━━ RECORDS FOR THIS TASK
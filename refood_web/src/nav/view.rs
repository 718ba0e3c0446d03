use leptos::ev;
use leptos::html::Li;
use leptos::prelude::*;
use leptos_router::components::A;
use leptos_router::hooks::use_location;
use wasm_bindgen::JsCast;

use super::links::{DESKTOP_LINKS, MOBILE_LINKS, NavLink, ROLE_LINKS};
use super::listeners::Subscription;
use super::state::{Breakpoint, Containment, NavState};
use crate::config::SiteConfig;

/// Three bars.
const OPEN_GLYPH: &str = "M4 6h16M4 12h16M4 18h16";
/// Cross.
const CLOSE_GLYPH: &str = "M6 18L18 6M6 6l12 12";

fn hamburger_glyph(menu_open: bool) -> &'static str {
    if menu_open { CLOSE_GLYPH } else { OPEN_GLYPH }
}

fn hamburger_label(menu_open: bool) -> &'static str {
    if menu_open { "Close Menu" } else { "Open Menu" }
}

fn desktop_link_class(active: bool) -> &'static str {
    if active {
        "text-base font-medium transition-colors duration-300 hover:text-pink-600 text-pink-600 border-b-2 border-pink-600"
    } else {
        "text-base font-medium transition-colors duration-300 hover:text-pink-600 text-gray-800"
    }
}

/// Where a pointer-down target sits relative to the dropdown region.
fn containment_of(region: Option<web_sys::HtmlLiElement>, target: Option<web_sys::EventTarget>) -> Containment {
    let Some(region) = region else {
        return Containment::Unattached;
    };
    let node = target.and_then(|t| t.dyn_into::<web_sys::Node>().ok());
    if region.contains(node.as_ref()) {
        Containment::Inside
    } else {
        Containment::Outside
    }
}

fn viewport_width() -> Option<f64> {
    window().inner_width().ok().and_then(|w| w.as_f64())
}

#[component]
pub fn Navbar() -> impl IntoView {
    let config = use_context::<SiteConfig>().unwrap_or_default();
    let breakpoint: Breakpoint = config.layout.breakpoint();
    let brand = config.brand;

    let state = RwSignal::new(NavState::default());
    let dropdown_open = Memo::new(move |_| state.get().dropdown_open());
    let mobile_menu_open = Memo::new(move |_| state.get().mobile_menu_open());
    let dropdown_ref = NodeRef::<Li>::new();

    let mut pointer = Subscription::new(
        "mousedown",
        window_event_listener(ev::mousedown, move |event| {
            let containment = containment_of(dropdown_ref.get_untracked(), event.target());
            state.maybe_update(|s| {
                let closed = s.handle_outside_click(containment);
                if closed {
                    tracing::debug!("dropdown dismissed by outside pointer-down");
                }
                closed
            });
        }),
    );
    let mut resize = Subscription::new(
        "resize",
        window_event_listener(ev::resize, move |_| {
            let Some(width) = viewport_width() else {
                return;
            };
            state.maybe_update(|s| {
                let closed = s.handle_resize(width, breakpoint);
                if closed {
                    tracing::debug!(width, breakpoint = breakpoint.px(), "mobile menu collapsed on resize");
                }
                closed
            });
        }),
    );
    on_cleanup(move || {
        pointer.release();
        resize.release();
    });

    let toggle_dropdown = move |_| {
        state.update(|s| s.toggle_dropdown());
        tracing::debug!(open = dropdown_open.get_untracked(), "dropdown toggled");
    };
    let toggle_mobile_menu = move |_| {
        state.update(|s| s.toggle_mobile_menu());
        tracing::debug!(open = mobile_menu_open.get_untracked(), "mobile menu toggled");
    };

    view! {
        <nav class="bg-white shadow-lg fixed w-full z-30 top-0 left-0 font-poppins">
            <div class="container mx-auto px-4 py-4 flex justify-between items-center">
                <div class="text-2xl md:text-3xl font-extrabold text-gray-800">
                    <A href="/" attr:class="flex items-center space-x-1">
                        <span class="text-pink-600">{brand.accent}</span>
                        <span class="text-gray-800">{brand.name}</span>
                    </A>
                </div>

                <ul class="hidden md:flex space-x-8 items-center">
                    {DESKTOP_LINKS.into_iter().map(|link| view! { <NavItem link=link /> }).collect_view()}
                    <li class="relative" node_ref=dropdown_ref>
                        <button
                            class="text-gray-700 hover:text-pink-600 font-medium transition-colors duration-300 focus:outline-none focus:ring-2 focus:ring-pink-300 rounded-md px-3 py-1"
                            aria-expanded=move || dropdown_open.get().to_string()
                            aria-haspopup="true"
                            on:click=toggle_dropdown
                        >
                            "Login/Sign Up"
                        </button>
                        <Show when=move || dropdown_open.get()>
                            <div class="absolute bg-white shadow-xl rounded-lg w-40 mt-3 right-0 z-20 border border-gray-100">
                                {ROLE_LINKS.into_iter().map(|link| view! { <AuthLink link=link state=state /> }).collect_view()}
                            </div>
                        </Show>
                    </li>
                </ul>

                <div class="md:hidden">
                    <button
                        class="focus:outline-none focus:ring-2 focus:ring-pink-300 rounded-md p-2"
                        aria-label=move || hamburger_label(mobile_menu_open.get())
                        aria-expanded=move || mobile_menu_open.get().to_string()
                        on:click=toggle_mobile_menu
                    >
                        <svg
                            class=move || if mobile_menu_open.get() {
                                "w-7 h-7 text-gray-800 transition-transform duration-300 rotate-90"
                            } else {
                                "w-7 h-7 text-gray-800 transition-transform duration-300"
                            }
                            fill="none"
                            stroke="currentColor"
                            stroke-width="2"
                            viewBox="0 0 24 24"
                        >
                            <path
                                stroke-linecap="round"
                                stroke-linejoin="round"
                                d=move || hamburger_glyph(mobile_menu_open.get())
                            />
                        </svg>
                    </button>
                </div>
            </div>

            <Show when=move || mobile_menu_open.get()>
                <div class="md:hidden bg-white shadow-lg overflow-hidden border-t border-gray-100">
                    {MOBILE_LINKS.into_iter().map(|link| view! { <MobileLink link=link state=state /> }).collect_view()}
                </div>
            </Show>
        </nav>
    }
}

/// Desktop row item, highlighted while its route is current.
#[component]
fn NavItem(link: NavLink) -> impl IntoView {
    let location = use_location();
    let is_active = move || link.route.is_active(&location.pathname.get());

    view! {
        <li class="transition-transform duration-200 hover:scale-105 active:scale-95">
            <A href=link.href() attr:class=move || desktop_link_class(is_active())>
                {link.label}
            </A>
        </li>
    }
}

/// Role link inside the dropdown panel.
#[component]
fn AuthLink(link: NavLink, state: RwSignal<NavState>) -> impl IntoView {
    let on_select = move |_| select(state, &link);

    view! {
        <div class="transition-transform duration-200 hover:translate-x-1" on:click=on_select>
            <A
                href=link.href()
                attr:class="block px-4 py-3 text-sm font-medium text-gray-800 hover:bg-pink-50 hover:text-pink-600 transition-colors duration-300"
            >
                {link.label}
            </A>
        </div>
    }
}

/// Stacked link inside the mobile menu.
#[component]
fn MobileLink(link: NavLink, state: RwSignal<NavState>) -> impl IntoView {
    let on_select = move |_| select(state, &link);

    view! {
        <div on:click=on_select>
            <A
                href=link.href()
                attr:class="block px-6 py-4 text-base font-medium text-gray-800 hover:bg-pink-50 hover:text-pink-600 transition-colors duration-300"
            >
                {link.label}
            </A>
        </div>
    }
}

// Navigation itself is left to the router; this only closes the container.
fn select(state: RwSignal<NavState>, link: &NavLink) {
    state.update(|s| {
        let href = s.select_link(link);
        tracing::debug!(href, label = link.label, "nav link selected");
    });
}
━━━━
** WHAT IS EXPECTED **
Find the line with "on:click=toggle_dropdown" in the entries above. Retype it and each line after it, exactly, through the line with "bg-white shadow-lg overflow-hidden", and stop there.

** EXPECTED OUTPUT **
                            on:click=toggle_dropdown
                        >
                            "Login/Sign Up"
                        </button>
                        <Show when=move || dropdown_open.get()>
                            <div class="absolute bg-white shadow-xl rounded-lg w-40 mt-3 right-0 z-20 border border-gray-100">
                                {ROLE_LINKS.into_iter().map(|link| view! { <AuthLink link=link state=state /> }).collect_view()}
                            </div>
                        </Show>
                    </li>
                </ul>

                <div class="md:hidden">
                    <button
                        class="focus:outline-none focus:ring-2 focus:ring-pink-300 rounded-md p-2"
                        aria-label=move || hamburger_label(mobile_menu_open.get())
                        aria-expanded=move || mobile_menu_open.get().to_string()
                        on:click=toggle_mobile_menu
                    >
                        <svg
                            class=move || if mobile_menu_open.get() {
                                "w-7 h-7 text-gray-800 transition-transform duration-300 rotate-90"
                            } else {
                                "w-7 h-7 text-gray-800 transition-transform duration-300"
                            }
                            fill="none"
                            stroke="currentColor"
                            stroke-width="2"
                            viewBox="0 0 24 24"
                        >
                            <path
                                stroke-linecap="round"
                                stroke-linejoin="round"
                                d=move || hamburger_glyph(mobile_menu_open.get())
                            />
                        </svg>
                    </button>
                </div>
            </div>

            <Show when=move || mobile_menu_open.get()>
                <div class="md:hidden bg-white shadow-lg overflow-hidden border-t border-gray-100">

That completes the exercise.